Invasive Species Compendium

Detailed coverage of invasive species threatening livelihoods and the environment worldwide

Abstract

Survival at low temperature of larvae of the pine processionary moth Thaumetopoea pityocampa from an area of range expansion.

Abstract

Larvae of Thaumetopoea pityocampa (Lepidoptera: Notodontidae) develop throughout the winter, although their feeding activity and survival can be impaired by adverse climatic factors. The present study investigated the survival at low temperature of larvae originating from a population with range expansion in an alpine valley in Northern Italy. The supercooling point of individually analysed larvae averaged at -7°C. This value insufficiently described the cold hardiness of the larvae; 39% of the tested larvae were alive when returned to room temperature immediately after freezing. When larval colonies inside their nest were exposed to -17°C for 1 h after gradual temperature decrease, survival was 70.4%. Rearing of larvae in the laboratory at different day/night temperatures indicated an effect of cumulative chill injury on larvae. A logistic regression explained the relationship between negative thermal sum (h°C below 0°C) received in the laboratory experiment and larval survival.

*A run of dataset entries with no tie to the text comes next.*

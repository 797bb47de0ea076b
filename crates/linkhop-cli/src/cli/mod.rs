//! CLI for linkhop.

mod commands;

use anyhow::Result;
use clap::{CommandFactory, Parser, Subcommand, ValueEnum};
use clap_complete::Shell;
use linkhop_core::TransportKind;

use commands::{run_completions, run_man, run_resolve, run_serve, ResolveArgs, ServeArgs};

/// Top-level CLI for linkhop.
#[derive(Debug, Parser)]
#[command(name = "linkhop")]
#[command(about = "linkhop: follow HTTP redirect chains to their canonical URL", long_about = None)]
pub struct Cli {
    #[command(subcommand)]
    pub command: CliCommand,
}

/// Probe transport, as accepted on the command line.
#[derive(Debug, Clone, Copy, PartialEq, Eq, ValueEnum)]
pub enum TransportArg {
    /// libcurl HEAD requests (http and https).
    Curl,
    /// Hand-written HTTP/1.1 over a plain TCP socket (http only).
    Socket,
}

impl From<TransportArg> for TransportKind {
    fn from(arg: TransportArg) -> Self {
        match arg {
            TransportArg::Curl => TransportKind::Curl,
            TransportArg::Socket => TransportKind::Socket,
        }
    }
}

#[derive(Debug, Subcommand)]
pub enum CliCommand {
    /// Resolve a URL through its redirect chain and print the canonical URL.
    Resolve {
        /// Seed URL (defaults to `seed_url` from the config).
        url: Option<String>,
        /// Suffix appended to the resolved URL.
        #[arg(long)]
        link: Option<String>,
        /// Override the configured transport.
        #[arg(long, value_enum)]
        transport: Option<TransportArg>,
        /// Override the configured redirect bound.
        #[arg(long, value_name = "N")]
        max_hops: Option<u32>,
        /// Print every hop before the result.
        #[arg(long)]
        trace: bool,
        /// Print the full resolution as JSON.
        #[arg(long, conflicts_with = "trace")]
        json: bool,
    },

    /// Serve the forwarding endpoint (`GET /?link=...`).
    Serve {
        /// Listen address, e.g. 0.0.0.0:8080.
        #[arg(long, value_name = "ADDR")]
        listen: Option<String>,
        /// Seed URL to resolve on each request.
        #[arg(long, value_name = "URL")]
        seed: Option<String>,
        /// Override the configured transport.
        #[arg(long, value_enum)]
        transport: Option<TransportArg>,
    },

    /// Print shell completions to stdout.
    Completions {
        #[arg(value_enum)]
        shell: Shell,
    },

    /// Print the man page to stdout.
    Man,
}

impl CliCommand {
    pub async fn run_from_args() -> Result<()> {
        let cli = Cli::parse();

        match cli.command {
            CliCommand::Resolve {
                url,
                link,
                transport,
                max_hops,
                trace,
                json,
            } => {
                let args = ResolveArgs {
                    url,
                    link,
                    transport: transport.map(Into::into),
                    max_hops,
                    trace,
                    json,
                };
                run_resolve(args).await?
            }
            CliCommand::Serve {
                listen,
                seed,
                transport,
            } => {
                let args = ServeArgs {
                    listen,
                    seed,
                    transport: transport.map(Into::into),
                };
                run_serve(args).await?
            }
            CliCommand::Completions { shell } => run_completions(shell, &mut Cli::command())?,
            CliCommand::Man => run_man(Cli::command())?,
        }

        Ok(())
    }
}

#[cfg(test)]
mod tests;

A similar relationship was demonstrated between negative thermal sum and survival of larval colonies in the field. In the laboratory experiment, some tested larvae were able to survive for up to 8 weeks without feeding depending on rearing temperature. As expected, feeding occurred only when larvae were reared at temperatures of 9°C day/0°C night. We classify the larvae of T. pityocampa as being moderate freezing tolerant. The winter behaviour allows this species to track climate warming by a rapid expansion into those areas that become compatible with the insect's development.